Tesla and Salt River Project Agricultural Improvement and Power District (SRP) have taken the first step toward resolving a 2015 lawsuit filed against SRP by SolarCity, a Tesla subsidiary.
They have agreed to a memorandum of understanding, which is expected to form the basis of a final resolution, SRP said in a March 7 news release.
SRP said that the resolution is expected to include the following elements:
- SRP will purchase a 25 megawatt/100 megawatt-hour battery energy storage system from Tesla, at market pricing, which will be installed at SRP’s Agua Fria Generating Station in Glendale, Ariz.
- SRP will initiate a three-year pilot program for solar and non-solar customers on its E-27 price plan that, in specified circumstances, will limit the effect of an unusual demand spike on billing. The temporary pilot may help inform potential future modifications to the design of the E-27 price plan.
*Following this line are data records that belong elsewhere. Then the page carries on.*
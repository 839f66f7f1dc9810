//! Validated item catalogs.
//!
//! A `Catalog` is the fixed list of distinct pairable items for one game.
//! Construction validates the two caller contracts the engine depends on:
//! the list is non-empty and every id is unique.

use im::{HashMap as ImHashMap, Vector};
use rustc_hash::FxHashSet;
use serde::{Deserialize, Serialize};

use super::error::CatalogError;
use super::item::{Item, ItemId};

/// Ordered, validated list of items.
///
/// Backed by persistent collections so every `GameState` and snapshot can
/// hold its own copy for O(1).
///
/// ## Example
///
/// ```
/// use memory_match::core::{Catalog, CatalogError, Item, ItemId};
///
/// let catalog = Catalog::new(vec![
///     Item::new(ItemId::new(1), "Hat", "/images/chapeu.png"),
///     Item::new(ItemId::new(2), "Juice", "/images/suco.png"),
/// ])
/// .unwrap();
/// assert_eq!(catalog.len(), 2);
///
/// assert_eq!(Catalog::new(vec![]).unwrap_err(), CatalogError::Empty);
/// ```
#[derive(Clone, Debug, PartialEq, Eq, Serialize, Deserialize)]
#[serde(try_from = "Vec<Item>", into = "Vec<Item>")]
pub struct Catalog {
    items: Vector<Item>,
    index: ImHashMap<ItemId, usize>,
}

impl Catalog {
    /// Validate and build a catalog.
    ///
    /// # Errors
    ///
    /// - `CatalogError::Empty` if `items` is empty.
    /// - `CatalogError::DuplicateId` for the first id seen twice.
    pub fn new(items: impl IntoIterator<Item = Item>) -> Result<Self, CatalogError> {
        let items: Vector<Item> = items.into_iter().collect();
        if items.is_empty() {
            return Err(CatalogError::Empty);
        }

        let mut seen = FxHashSet::default();
        for item in &items {
            if !seen.insert(item.id) {
                return Err(CatalogError::DuplicateId { id: item.id });
            }
        }

        let index = items
            .iter()
            .enumerate()
            .map(|(slot, item)| (item.id, slot))
            .collect();

        Ok(Self { items, index })
    }

    /// Placeholder catalog for the idle state before any game starts.
    pub(crate) fn empty() -> Self {
        Self {
            items: Vector::new(),
            index: ImHashMap::new(),
        }
    }

    /// The eight-item beach set used by demos and benchmarks.
    #[must_use]
    pub fn sample() -> Self {
        let entries = [
            (1, "Coconut", "/images/coco.png"),
            (2, "Sand", "/images/areia.png"),
            (3, "Ball", "/images/bola.png"),
            (4, "Bag", "/images/bolsa.png"),
            (5, "Hat", "/images/chapeu.png"),
            (6, "Sunglasses", "/images/oculus.png"),
            (7, "Ice cream", "/images/sorvete.png"),
            (8, "Juice", "/images/suco.png"),
        ];

        let items: Vector<Item> = entries
            .into_iter()
            .map(|(id, name, image)| Item::new(ItemId::new(id), name, image))
            .collect();
        let index = items
            .iter()
            .enumerate()
            .map(|(slot, item)| (item.id, slot))
            .collect();

        Self { items, index }
    }

    /// Number of distinct items (the number of pairs in a deck).
    #[must_use]
    pub fn len(&self) -> usize {
        self.items.len()
    }

    /// Only the idle placeholder is empty.
    #[must_use]
    pub fn is_empty(&self) -> bool {
        self.items.is_empty()
    }

    /// Look up an item by id.
    #[must_use]
    pub fn get(&self, id: ItemId) -> Option<&Item> {
        self.index.get(&id).and_then(|&slot| self.items.get(slot))
    }

    /// Check if an id belongs to this catalog.
    #[must_use]
    pub fn contains(&self, id: ItemId) -> bool {
        self.index.contains_key(&id)
    }

    /// Iterate over items in catalog order.
    pub fn iter(&self) -> impl Iterator<Item = &Item> {
        self.items.iter()
    }
}

impl TryFrom<Vec<Item>> for Catalog {
    type Error = CatalogError;

    fn try_from(items: Vec<Item>) -> Result<Self, Self::Error> {
        Self::new(items)
    }
}

impl From<Catalog> for Vec<Item> {
    fn from(catalog: Catalog) -> Self {
        catalog.items.into_iter().collect()
    }
}
//! Deck builder: catalog in, shuffled pairs out.

pub mod builder;

pub use builder::build_deck;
- SRP will initiate a Consumer Storage Incentive Program, which will provide incentives to SRP’s customers toward the purchase of qualifying home energy storage systems.
SRP said that the Agua Fria Generating Station provides an optimal location for a Tesla utility-scale battery storage system. The battery will be brought online between January 2021 and March 2021.
SRP will also provide an incentive of up to $1,800 ($150 per DC-kWh) for residential customers who purchase and install qualifying battery storage systems, including Tesla Powerwall battery products. The incentive will be available for up to 4,500 SRP customers on a first-come first-served basis during a 36-month period, beginning in May 2018.
The research project will include 20 Tesla Powerwall 2 home batteries, and SRP and Tesla will hold two workshops to share lessons learned and results from SRP’s research.
“The research project simply refers to SRP using the data we will collect from the installation of residential battery storage – including Tesla Powerwall products – to gain a better understanding of how such technology impacts the grid so we can perhaps enhance the experience going forward,” said Scott Harelson, manager of media relations, at SRP.
SRP will also study how battery storage can enhance residential use of rooftop solar technology.
SRP will create and recommend a new Demand Excursion Pilot Program for up to 10,000 customers, at their option, beginning with the May 2018 billing cycle that includes a modified demand charge calculation.
For the pilot rider, the billing demand is the maximum 30-minute integrated kilowatt demand occurring during the on-peak periods of the billing cycle, with the exception that the billing demand cannot be more than three kW higher than the maximum on-peak billing demand incurred in the previous 12 billing cycles.
Details on lawsuit
In the underlying lawsuit, SolarCity asserted that retail rate design changes adopted by SRP had an anticompetitive effect on SolarCity’s rooftop solar operations in Salt River’s territory and violated federal and state antitrust laws.
Salt River moved to dismiss the suit on several grounds, including that SolarCity’s antitrust claims were barred by the state action immunity doctrine, which insulates states against antitrust claims for actions taken in their sovereign capacity.
Supreme Court agreed to hear SRP appeal
The U.S. Supreme Court on Dec. 1 agreed to hear an appeal brought by SRP in the case.
The crux of the matter before the high court will be the question of whether Salt River can immediately appeal a federal district court’s denial of Salt River’s motion to dismiss SolarCity’s suit on “state action immunity” grounds prior to completion of district court litigation.
Salt River is a political subdivision of the state of Arizona, and, among other activities, it provides retail electric service to customers in metropolitan Phoenix.
The Court is scheduled to hear oral arguments in the case on March 19, 2018, with a decision expected by July 2018.